Тимофей вышел на лестницу. Что значит «между нотами»? Между нотами ничего нет. Тишина. Пауза. Он попробовал думать об этом всю дорогу домой. Дома была мама. Она сидела на кухне и смотрела в одну точку. Перед ней стояла чашка с остывшим чаем.
— Есть будешь? — спросила она, не оборачиваясь.
— Я не голоден.
— Ты никогда не голоден. Ты вообще что-нибудь чувствуешь, Тима? — она повернулась. Глаза были красные. — Я тут сижу, переживаю. Твой отец уже неделю ночует у своей матери. А ты как будто в параллельном мире.
— Папа уехал к бабушке, — повторил Тимофей. — Я понял.
— Да ничего ты не понял! — мама ударила ладонью по столу. Чашка подпрыгнула. Чай пролился. — Ты только свои цифры видишь. Ты хоть раз меня обнял просто так? Хоть раз сказал «мама, я тебя люблю»?
Он молчал. Он не знал, что сказать. Он не понимал, зачем говорить то, что и так очевидно. Мама — это мама. Это функция. Он не хотел ее обидеть. Но слова не шли. Они застревали в горле, как рыбьи кости.

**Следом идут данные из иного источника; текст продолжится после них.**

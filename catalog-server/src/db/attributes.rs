//! Attribute definition queries
//!
//! Attribute names are unique. Creating an attribute whose name already
//! exists returns the stored row instead of inserting a second one.

use catalog_common::db::Attribute;
use sqlx::{SqliteConnection, SqlitePool};
use tracing::{debug, info};

use crate::error::ApiError;

pub async fn list_attributes(pool: &SqlitePool) -> Result<Vec<Attribute>, ApiError> {
    let attributes = sqlx::query_as::<_, Attribute>("SELECT id, name FROM attributes ORDER BY id")
        .fetch_all(pool)
        .await?;

    Ok(attributes)
}

/// Create an attribute by name
///
/// Returns the attribute and whether it was newly inserted.
pub async fn create_attribute(pool: &SqlitePool, name: &str) -> Result<(Attribute, bool), ApiError> {
    let mut conn = pool.acquire().await?;
    insert_attribute(&mut conn, name).await
}

/// Connection-level [`create_attribute`], usable inside a transaction
pub async fn insert_attribute(
    conn: &mut SqliteConnection,
    name: &str,
) -> Result<(Attribute, bool), ApiError> {
    let name = name.trim();
    if name.is_empty() {
        return Err(ApiError::Validation("Attribute name is required".to_string()));
    }

    let inserted = sqlx::query_as::<_, Attribute>(
        "INSERT INTO attributes (name) VALUES (?) ON CONFLICT(name) DO NOTHING RETURNING id, name",
    )
    .bind(name)
    .fetch_optional(&mut *conn)
    .await?;

    if let Some(attribute) = inserted {
        info!(attribute_id = attribute.id, "Created attribute {:?}", attribute.name);
        return Ok((attribute, true));
    }

    let existing = sqlx::query_as::<_, Attribute>("SELECT id, name FROM attributes WHERE name = ?")
        .bind(name)
        .fetch_one(&mut *conn)
        .await?;

    debug!(attribute_id = existing.id, "Attribute {:?} already exists", existing.name);
    Ok((existing, false))
}

/// Validation error unless every id names an existing attribute
pub async fn ensure_attributes(conn: &mut SqliteConnection, ids: &[i64]) -> Result<(), ApiError> {
    for &id in ids {
        let exists: bool = sqlx::query_scalar("SELECT EXISTS(SELECT 1 FROM attributes WHERE id = ?)")
            .bind(id)
            .fetch_one(&mut *conn)
            .await?;

        if !exists {
            return Err(ApiError::Validation(format!("Unknown attribute: {}", id)));
        }
    }

    Ok(())
}
//! Database schema, models and transaction scope

pub mod init;
pub mod migrations;
pub mod models;
pub mod transaction;

pub use init::*;
pub use migrations::*;
pub use models::*;
pub use transaction::with_transaction;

Мать заплакала. Он стоял и смотрел. Он знал, что надо подойти и обнять. Он читал об этом в книжке по социальному взаимодействию. Физический контакт в момент стресса. Но он не мог. Тело деревенело. Ноги прирастали к полу. Он стоял и смотрел, как она плачет, и ненавидел себя за то, что ничего не может сделать. Нет. Не ненавидел. Ненависть — это эмоция. Он просто фиксировал ошибку в системе. Сбой. И не мог его исправить.
— Ладно, — мама вытерла слезы. — Иди к себе.
Он ушел в комнату. Закрыл дверь. Сел на кровать. В голове звенела пустота. Он достал из-под кровати футляр. Открыл. Посмотрел на скрипку. Она была молчаливая и прекрасная. Дерево, лак, струны. Никаких слёз. Никаких истерик. Она просто ждала, пока он начнет играть.
Он не стал играть. Соседи уже спали. Он просто положил руку на деку и слушал дождь. Дождь был как музыка. В нем не было смысла, но была структура. Этого хватало.
На следующий день в школе случилось то, что должно было случиться.
Была большая перемена. Тимофей сидел в столовой и смотрел в тарелку с макаронами. Макароны были скользкие и холодные. Он не любил скользкую еду. Он любил сухую. Хлеб. Крекеры. Макароны были проблемой. Но есть хотелось.